Introduction

In the previous article, we saw that $ Linear $ network are already good at finding correlations among structured data.

In this article we will explore a field where the data is not structured. What solution could we find in such a case ?

Computer Vision

The typical field where data is not structured is Computer Vision. In this field, we would like
machines to understand images and video the way humans do.

The main problem is that humans are already used to talk about images as representations (introduced in the second article, we talked about them more in the previous article).

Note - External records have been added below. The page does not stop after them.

//! Obfuscated account token codec.
//!
//! Gateways that carry an account reference through their own systems
//! (e.g. the obfuscated account id on a Play Store purchase) must never see
//! a raw internal subscriber id. This codec produces a reversible, salted,
//! URL-safe token: the subscriber reference plus a truncated HMAC-SHA256 tag
//! keyed on a configured salt. Decoding verifies the tag, so a tampered or
//! garbled token yields `None` rather than a forged identity.

use base64::engine::general_purpose::URL_SAFE_NO_PAD;
use base64::Engine;
use hmac::{Hmac, Mac};
use secrecy::{ExposeSecret, SecretString};
use sha2::Sha256;
use subtle::ConstantTimeEq;

use super::SubscriberRef;

type HmacSha256 = Hmac<Sha256>;

/// Length of the truncated authentication tag appended to the payload.
const TAG_LEN: usize = 10;

/// Reversible salted codec for subscriber references.
pub struct AccountTokenCodec {
    salt: SecretString,
}

impl AccountTokenCodec {
    /// Creates a codec keyed on the given salt.
    pub fn new(salt: SecretString) -> Self {
        Self { salt }
    }

    /// Encodes a subscriber reference into an opaque token.
    pub fn encode(&self, subscriber: &SubscriberRef) -> String {
        let payload = subscriber.to_string().into_bytes();
        let tag = self.tag(&payload);

        let mut bytes = payload;
        bytes.extend_from_slice(&tag);
        URL_SAFE_NO_PAD.encode(bytes)
    }

    /// Decodes a token back into a subscriber reference.
    ///
    /// Returns `None` for malformed tokens, tag mismatches, or payloads
    /// that do not parse as a subscriber reference.
    pub fn decode(&self, token: &str) -> Option<SubscriberRef> {
        let bytes = URL_SAFE_NO_PAD.decode(token).ok()?;
        if bytes.len() <= TAG_LEN {
            return None;
        }

        let (payload, tag) = bytes.split_at(bytes.len() - TAG_LEN);
        let expected = self.tag(payload);

        if expected.ct_eq(tag).unwrap_u8() != 1 {
            return None;
        }

        std::str::from_utf8(payload).ok()?.parse().ok()
    }

    fn tag(&self, payload: &[u8]) -> [u8; TAG_LEN] {
        let mut mac = HmacSha256::new_from_slice(self.salt.expose_secret().as_bytes())
            .expect("HMAC accepts any key size");
        mac.update(payload);
        let full = mac.finalize().into_bytes();

        let mut out = [0u8; TAG_LEN];
        out.copy_from_slice(&full[..TAG_LEN]);
        out
    }
}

For example when I see an image of another human, I tend to identify his/her main characteristics: the hair color, the eyes, the hands… And in fact each of these characteristics are some sort of representations. In my mind, I can play with these representations, comparing them for example: this human is taller than this one. In a way, I have a representation for the entire world and any image I will see will only refer to the representations I know. If I happen to interact with other senses, such as taste, I just have to enrich my visual representation knowing the taste and view refer to the same one.

But for a machine, we must build this whole from scratch…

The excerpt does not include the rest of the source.